В ожидании удается слегка перекусить — куском черного хлеба, намазанным каким-то консервированным рыбным рагу. Потом выезжаем на фронт. Перед отъездом дежурный армейский офицер предупреждает нас об опасности. Говорит, что мы должны неукоснительно следовать его инструкциям. Объясняет, что в случае появления самолетов союзников или удара французской артиллерии надо бежать на соседнее ноле и залечь ничком. Теперь, когда мы продвигаемся вперед, наша компания немного нервничает. Едем на север, параллельно линии фронта, примерно в пяти милях от него, в Ренэ, быстро пересекаем город, затем опять на север к реке Шельде, где идет бой. На многочисленных подходах к реке в пешем строю разворачивается пехота, первый раз мы видим ее пешей. Тяжелую артиллерию, шестидюймовые орудия на резиновых колесах, тащат вверх по склону холма тягачи на гусеничном ходу со скоростью сорок миль в час удивительное зрелище. (Может быть, в этом и состоит один из военных секретов немцев, что такие большие орудия передвигаются так быстро?) Наконец мы останавливаемся. Скрытая в саду под деревьями справа от дороги батарея шестидюймовых орудий палит вовсю. Теперь мы видим долину Шельды и склоны на противоположном берегу. Грохочет артиллерия, и секунду спустя видишь на далеких склонах дым от разрыва снарядов. Офицер поясняет, что ведется обстрел дороги в тылу противника. По дыму от каждого разрыва можно проследить изгибы этой дороги на противоположной стороне. Мы выбираемся из машин, но тут же кто-то приказывает вернуться назад. Кто-то объясняет, что мы слишком на виду. Здесь нас может достать авиация или артиллерия противника. И мы быстро разворачиваемся назад, потом поворачиваем на запад и взбираемся на холм, расположенный за пределами артиллерийских позиций, теперь они находятся позади нас и стреляют через наши головы. Здесь в лесу, на самой вершине холма, артиллерийский наблюдательный пункт. Мы сидим на склоне и смотрим сквозь деревья на линию фронта.
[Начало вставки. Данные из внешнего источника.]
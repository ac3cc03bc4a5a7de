//! Runtime support for timezone-aware accessors generated by
//! `#[date_in_region_field]`.
//!
//! A model stores a date as two plain fields: the UTC instant and the offset
//! from UTC, in seconds, that was in effect where the value was recorded. The
//! attribute macro (re-exported here from `region_field_macros`) generates an
//! accessor pair that composes those fields into a single [`DateInRegion`] and
//! decomposes assignments back into them. The helpers in this crate are what
//! the generated code calls.
//!
//! ```rust
//! use chrono::{DateTime, Utc};
//! use region_field::{DateInRegion, date_in_region_field};
//!
//! #[date_in_region_field("wake_up")]
//! struct SleepLog {
//!     wake_up_utc: DateTime<Utc>,
//!     wake_up_tz: i32,
//! }
//!
//! let mut log = SleepLog {
//!     wake_up_utc: DateTime::default(),
//!     wake_up_tz: 0,
//! };
//! let morning: DateInRegion = "2024-03-01T07:15:00+09:00".parse().unwrap();
//! log.set_wake_up(morning);
//! assert_eq!(log.wake_up_tz, 9 * 3600);
//! assert_eq!(log.wake_up(), morning);
//! ```

pub use region_field_macros::date_in_region_field;

mod error;
mod region;

pub use error::{RegionError, RegionResult};
pub use region::{
    DateInRegion, MAX_OFFSET_SECONDS, in_region, local_zone_at, offset_seconds, split,
    try_in_region, zone_from_offset,
};
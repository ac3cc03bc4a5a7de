//! Command-line interface definitions for `region-field-gen`.

use camino::Utf8PathBuf;
use clap::Parser;

/// Parsed CLI arguments for `region-field-gen`.
#[derive(Debug, Parser)]
#[command(name = "region-field-gen")]
#[command(about = "Generate DateInRegion accessors from a field schema")]
#[command(version)]
pub struct Args {
    /// TOML schema listing types and their date fields.
    #[arg(long, value_name = "path")]
    pub schema: Utf8PathBuf,
    /// File to write; the source goes to stdout when omitted.
    #[arg(long, value_name = "path")]
    pub out: Option<Utf8PathBuf>,
    /// Fail instead of writing when the output file is out of date.
    #[arg(long = "check", requires = "out")]
    pub should_check: bool,
}
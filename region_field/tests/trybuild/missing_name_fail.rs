//! An attribute without a field name is rejected.

use chrono::{DateTime, Utc};
use region_field::date_in_region_field;

#[date_in_region_field]
struct SleepLog {
    wake_up_utc: DateTime<Utc>,
    wake_up_tz: i32,
}

fn main() {
    let log = SleepLog {
        wake_up_utc: DateTime::default(),
        wake_up_tz: 0,
    };
    let _ = (log.wake_up_utc, log.wake_up_tz);
}
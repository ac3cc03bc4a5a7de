//! `crate = "..."` is accepted and generated code resolves runtime helpers
//! through the given path. Uses the real crate name behind a re-export so no
//! workspace reconfiguration is needed.

mod support {
    pub use region_field as dates;
}

use chrono::{DateTime, Utc};
use region_field::date_in_region_field;

#[date_in_region_field("alarm", crate = "crate::support::dates", fallback = "error")]
struct Alarm<T> {
    label: T,
    alarm_utc: DateTime<Utc>,
    alarm_tz: i32,
}

fn main() {
    let alarm = Alarm {
        label: "morning",
        alarm_utc: DateTime::default(),
        alarm_tz: 0,
    };
    let _: &str = alarm.label;
    let _: region_field::RegionResult<region_field::DateInRegion> = alarm.alarm();
}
Но испытываем разочарование. На самом деле мало что видно. Невозможно узреть пехоту и то, чем она занимается. Офицер поясняет, что бой идет внизу у реки. Союзники удерживают пока оба берега, но отходят вдоль Шельды. Единственным свидетельством участия в бою пехоты является продвижение вперед заградительного огня артиллерии. Потом он прекращается. Потом начинается снова, уже ближе к нам. Из чего следует вывод, что противник контратакует и после заградительного вала огня собственной артиллерии снова должна начаться атака немцев. Офицер, дилетант с Вильгельмштрассе, утверждает, что он видит пехоту. Я хватаю свой бинокль. Но пехота не видна.
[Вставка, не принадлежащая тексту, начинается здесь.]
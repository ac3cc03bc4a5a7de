//! Errors reported while validating field specifications.

use thiserror::Error;

/// Reasons a specification cannot be turned into accessors.
#[derive(Debug, Clone, PartialEq, Eq, Error)]
#[non_exhaustive]
pub enum SynthError {
    /// The field name was empty or normalised to nothing.
    #[error("field name must not be empty")]
    EmptyName,

    /// The normalised field name is not a usable Rust identifier.
    #[error("field name '{name}' does not form a valid identifier (normalised to '{normalised}')")]
    InvalidName {
        /// Name as written by the caller.
        name: String,
        /// Snake-case form that was rejected.
        normalised: String,
    },

    /// The fallback policy string is not recognised.
    #[error("unknown fallback policy '{value}'; expected 'local' or 'error'")]
    UnknownFallback {
        /// Value supplied by the caller.
        value: String,
    },

    /// A type path in a schema could not be parsed.
    #[error("invalid type path '{path}' in schema")]
    InvalidTypePath {
        /// Offending path text.
        path: String,
    },

    /// A visibility in a schema could not be parsed.
    #[error("invalid visibility '{vis}' for type '{type_name}'")]
    InvalidVisibility {
        /// Type the visibility was declared for.
        type_name: String,
        /// Offending visibility text.
        vis: String,
    },

    /// A runtime crate path override could not be parsed.
    #[error("invalid crate path '{path}'")]
    InvalidCratePath {
        /// Offending path text.
        path: String,
    },

    /// The generated tokens did not parse back as a Rust file.
    #[error("generated code failed to parse: {message}")]
    Format {
        /// Parser diagnostic.
        message: String,
    },
}
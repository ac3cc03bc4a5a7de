//! Naming a field whose backing pair the struct lacks is rejected.

use chrono::{DateTime, Utc};
use region_field::date_in_region_field;

#[date_in_region_field("alarm")]
struct SleepLog {
    wake_up_utc: DateTime<Utc>,
    wake_up_tz: i32,
}

fn main() {
    let log = SleepLog {
        wake_up_utc: DateTime::default(),
        wake_up_tz: 0,
    };
    let _ = (log.wake_up_utc, log.wake_up_tz);
}
//! Declarative schemas rendered into accessor source files.
//!
//! A schema lists the types that store timezone-aware dates and the fields
//! each one carries. Rendering produces a formatted Rust file holding one
//! inherent `impl` block per type, suitable for `include!` from a module
//! that declares the types.

use quote::quote;
use serde::Deserialize;

use crate::error::SynthError;
use crate::spec::FieldSpec;
use crate::synth::{Target, synthesize_impl};

/// First line of every rendered file.
pub const GENERATED_HEADER: &str =
    "// @generated by region-field-gen. Edit the schema and regenerate instead.\n";

/// Top-level schema document.
#[derive(Debug, Clone, Default, PartialEq, Eq, Deserialize)]
#[serde(deny_unknown_fields)]
pub struct Schema {
    /// Types to generate accessors for.
    #[serde(default)]
    pub types: Vec<TypeSchema>,
}

/// Accessors to generate for one type.
#[derive(Debug, Clone, PartialEq, Eq, Deserialize)]
#[serde(deny_unknown_fields)]
pub struct TypeSchema {
    /// Path of the type, relative to where the output is included.
    pub name: String,
    /// Accessor visibility, `pub` when absent.
    #[serde(default)]
    pub vis: Option<String>,
    /// Runtime crate path, `region_field` when absent.
    #[serde(default, rename = "crate")]
    pub crate_path: Option<String>,
    /// Date fields of the type.
    #[serde(default)]
    pub fields: Vec<FieldSpec>,
}

impl TypeSchema {
    fn target(&self) -> Result<Target, SynthError> {
        let self_ty: syn::TypePath =
            syn::parse_str(&self.name).map_err(|_| SynthError::InvalidTypePath {
                path: self.name.clone(),
            })?;
        let vis: syn::Visibility = match &self.vis {
            Some(vis) => syn::parse_str(vis).map_err(|_| SynthError::InvalidVisibility {
                type_name: self.name.clone(),
                vis: vis.clone(),
            })?,
            None => syn::parse_quote!(pub),
        };
        let runtime: Option<syn::Path> = self
            .crate_path
            .as_deref()
            .map(|path| {
                syn::parse_str(path).map_err(|_| SynthError::InvalidCratePath {
                    path: path.to_owned(),
                })
            })
            .transpose()?;
        Ok(Target::new(
            syn::Type::Path(self_ty),
            vis,
            runtime.as_ref(),
        ))
    }
}

/// Validates every field and renders the schema as formatted Rust source.
///
/// Types without fields are skipped. The output always starts with
/// [`GENERATED_HEADER`].
///
/// # Errors
///
/// Returns the first [`SynthError`] raised by a type path, visibility, crate
/// path or field specification.
pub fn render_schema(schema: &Schema) -> Result<String, SynthError> {
    let mut blocks = Vec::with_capacity(schema.types.len());
    for ty in schema.types.iter().filter(|ty| !ty.fields.is_empty()) {
        let target = ty.target()?;
        let fields = ty
            .fields
            .iter()
            .map(FieldSpec::validate)
            .collect::<Result<Vec<_>, _>>()?;
        blocks.push(synthesize_impl(&target, &fields));
    }
    let tokens = quote! { #( #blocks )* };
    let file = syn::parse2::<syn::File>(tokens).map_err(|err| SynthError::Format {
        message: err.to_string(),
    })?;
    Ok(format!("{GENERATED_HEADER}\n{}", prettyplease::unparse(&file)))
}
//! The field name must be a string literal, not a bare identifier.

use chrono::{DateTime, Utc};
use region_field::date_in_region_field;

#[date_in_region_field(wake_up)]
struct SleepLog {
    wake_up_utc: DateTime<Utc>,
    wake_up_tz: i32,
}

fn main() {
    let log = SleepLog {
        wake_up_utc: DateTime::default(),
        wake_up_tz: 0,
    };
    let _ = (log.wake_up_utc, log.wake_up_tz);
}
По дыму от разрывов снарядов на склонах за Шельдой можно понять, что немцы подвергают жесточайшему обстрелу тыловые коммуникации противника. В бинокль видно, как немцы обстреливают дорогу, точно следуя всем ее изгибам. Спустя некоторое время на той стороне расплывается огромное облако дыма. До сих пор мы не особенно много знали о германской артиллерии как факторе их поразительного успеха. Наше внимание привлекали, главным образом, пикирующие бомбардировщики. Но ясно, что германская моторизованная артиллерия, доставляемая на позиции сразу вслед за наступающими танками со скоростью сорок миль в час, является мощнейшим фактором. Вероятно, союзники не предполагали, что артиллерия может передвигаться столь быстро. Теперь немцы ведут вокруг нас огонь из шестидюймовых орудий и 105-миллиметровых гаубиц. Грохот не такой оглушительный, как я предполагал. Возможно, уши к нему привыкают.